Task input below:
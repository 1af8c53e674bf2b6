//! The step-gated wizard engine shared by the intake and booking flows.
//!
//! A [`WizardFlow`] supplies the step count and per-step validation rules;
//! [`WizardSession`] owns one run's field data, service selection, and
//! attachment registry. Requirement resolution and field formatting are
//! pure helpers alongside.

pub mod domain;
pub mod format;
pub mod requirements;
mod session;

#[cfg(test)]
mod tests;

pub use domain::{
    CatalogTag, Department, EntityType, FieldValue, RequirementEntry, SessionData, WizardError,
};
pub use format::{FormatResult, FormatterId};
pub use requirements::{requirement_key, resolve_requirements};
pub use session::{SessionSnapshot, WizardFlow, WizardSession};
mod common;
mod requirements;
use std::collections::{BTreeMap, BTreeSet};

use serde::Serialize;

use super::domain::{CatalogTag, FieldValue, RequirementEntry, SessionData, WizardError};
use super::requirements::resolve_requirements;
use crate::catalog::Catalog;

/// Step rules for one wizard variant. Implementations hold no per-session
/// state; the same flow value serves every session of its kind.
pub trait WizardFlow {
    /// Tag the step rules and the catalog branch on (entity type for
    /// intake, department for booking).
    type Tag: CatalogTag;

    /// Number of steps, `1..=step_count()`.
    fn step_count(&self) -> u8;

    /// Whether the given step's contract is satisfied by the data written
    /// so far. Evaluated fresh on every call; nothing is cached.
    fn is_step_valid(&self, step: u8, tag: Self::Tag, data: &SessionData) -> bool;

    /// Fields whose meaning depends on the tag. Cleared when the tag
    /// changes mid-session.
    fn tag_dependent_fields(&self) -> &'static [&'static str] {
        &[]
    }
}

/// Plain copy of a finished session, handed to the external create-entity
/// call. The engine neither performs nor retries that call.
#[derive(Debug, Clone, Serialize)]
pub struct SessionSnapshot {
    pub tag: &'static str,
    pub data: SessionData,
    pub selected_services: Vec<String>,
    pub attachment_keys: Vec<String>,
}

/// One in-progress wizard run: current step, field data, selected
/// services, and attached-file references.
///
/// The step index always stays within `[1, N]`. `advance` is the only
/// gated operation; everything else mutates unconditionally, so a user can
/// always go back and fix earlier answers without losing later ones.
#[derive(Debug, Clone)]
pub struct WizardSession<F: WizardFlow> {
    flow: F,
    tag: F::Tag,
    step: u8,
    data: SessionData,
    services: BTreeSet<String>,
    attachments: BTreeMap<String, String>,
    done: bool,
}

impl<F: WizardFlow> WizardSession<F> {
    pub fn new(flow: F, tag: F::Tag) -> Self {
        Self {
            flow,
            tag,
            step: 1,
            data: SessionData::default(),
            services: BTreeSet::new(),
            attachments: BTreeMap::new(),
            done: false,
        }
    }

    pub fn current_step(&self) -> u8 {
        self.step
    }

    pub fn step_count(&self) -> u8 {
        self.flow.step_count()
    }

    pub fn entity_tag(&self) -> F::Tag {
        self.tag
    }

    pub fn is_done(&self) -> bool {
        self.done
    }

    pub fn data(&self) -> &SessionData {
        &self.data
    }

    pub fn selected_services(&self) -> &BTreeSet<String> {
        &self.services
    }

    pub fn attachments(&self) -> &BTreeMap<String, String> {
        &self.attachments
    }

    /// Overwrite a field. Never validates; rules run on `advance` only.
    pub fn set_field(&mut self, name: impl Into<String>, value: FieldValue) {
        self.data.set(name, value);
    }

    /// Change the tag. A changed tag clears the tag-dependent fields so a
    /// company's registration number cannot masquerade as an individual's
    /// identification, while tag-neutral answers survive.
    pub fn set_entity_tag(&mut self, tag: F::Tag) {
        if tag != self.tag {
            for field in self.flow.tag_dependent_fields() {
                self.data.remove(field);
            }
        }
        self.tag = tag;
    }

    /// Whether a given step's contract is currently satisfied.
    pub fn is_step_valid(&self, step: u8) -> bool {
        self.flow.is_step_valid(step, self.tag, &self.data)
    }

    /// Move forward one step if the current step is satisfied. The index is
    /// clamped at the final step; a failed gate leaves it untouched.
    pub fn advance(&mut self) -> Result<u8, WizardError> {
        if !self.is_step_valid(self.step) {
            return Err(WizardError::StepInvalid { step: self.step });
        }
        self.step = (self.step + 1).min(self.flow.step_count());
        Ok(self.step)
    }

    /// Move back one step, floored at 1. Ungated, and nothing entered on
    /// later steps is cleared or re-validated.
    pub fn retreat(&mut self) -> u8 {
        self.step = self.step.saturating_sub(1).max(1);
        self.step
    }

    /// Total cancellation: defaults restored, step back to 1.
    pub fn reset(&mut self) {
        self.step = 1;
        self.data.clear();
        self.services.clear();
        self.attachments.clear();
        self.done = false;
    }

    /// Add the service if absent, remove it if present. Returns whether the
    /// service is selected afterwards.
    pub fn toggle_service(&mut self, name: impl Into<String>) -> bool {
        let name = name.into();
        if self.services.remove(&name) {
            false
        } else {
            self.services.insert(name);
            true
        }
    }

    pub fn attach(&mut self, requirement_key: impl Into<String>, file_ref: impl Into<String>) {
        self.attachments.insert(requirement_key.into(), file_ref.into());
    }

    /// Remove an attachment; reports whether one was present.
    pub fn detach(&mut self, requirement_key: &str) -> bool {
        self.attachments.remove(requirement_key).is_some()
    }

    /// Resolve the document-requirement set for the session's tag and
    /// current service selection. Pure with respect to session state.
    pub fn requirements(&self, catalog: &Catalog) -> Vec<RequirementEntry> {
        resolve_requirements(catalog, self.tag.key(), &self.services)
    }

    /// Snapshot for the external persistence handoff.
    pub fn snapshot(&self) -> SessionSnapshot {
        SessionSnapshot {
            tag: self.tag.key(),
            data: self.data.clone(),
            selected_services: self.services.iter().cloned().collect(),
            attachment_keys: self.attachments.keys().cloned().collect(),
        }
    }

    /// Enter the terminal `Done` state. Only permitted from the final step,
    /// and only after the caller has confirmed the external create call
    /// succeeded.
    pub fn confirm_submitted(&mut self) -> Result<(), WizardError> {
        if self.step != self.flow.step_count() {
            return Err(WizardError::NotAtFinalStep { step: self.step });
        }
        self.done = true;
        Ok(())
    }
}
use std::sync::atomic::Ordering;
use std::sync::Arc;

use axum::http::{header, StatusCode};
use axum::response::IntoResponse;
use axum::{Extension, Json, Router};
use clientdesk::sessions::{session_router, WizardSessionService};
use serde_json::json;

use crate::infra::AppState;

/// Wizard-session routes plus the service's own health surface.
pub(crate) fn with_session_routes(service: Arc<WizardSessionService>) -> Router {
    session_router(service)
        .route("/health", axum::routing::get(healthcheck))
        .route("/ready", axum::routing::get(readiness_endpoint))
        .route("/metrics", axum::routing::get(metrics_endpoint))
}

pub(crate) async fn healthcheck() -> Json<serde_json::Value> {
    Json(json!({ "status": "ok" }))
}

pub(crate) async fn readiness_endpoint(Extension(state): Extension<AppState>) -> impl IntoResponse {
    let ready = state.readiness.load(Ordering::Acquire);
    let status = if ready {
        StatusCode::OK
    } else {
        StatusCode::SERVICE_UNAVAILABLE
    };

    let payload = if ready {
        json!({ "status": "ready" })
    } else {
        json!({ "status": "starting" })
    };

    (status, Json(payload))
}

pub(crate) async fn metrics_endpoint(Extension(state): Extension<AppState>) -> impl IntoResponse {
    (
        StatusCode::OK,
        [(header::CONTENT_TYPE, "text/plain; version=0.0.4")],
        state.metrics.render(),
    )
}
End of Task input.
**What you will do:** Check each line of the data above, and please copy the ones in which the string "attachments" occurs.

**Exercise solution:**
    attachments: BTreeMap<String, String>,
            attachments: BTreeMap::new(),
    pub fn attachments(&self) -> &BTreeMap<String, String> {
        &self.attachments
        self.attachments.clear();
        self.attachments.insert(requirement_key.into(), file_ref.into());
        self.attachments.remove(requirement_key).is_some()
            attachment_keys: self.attachments.keys().cloned().collect(),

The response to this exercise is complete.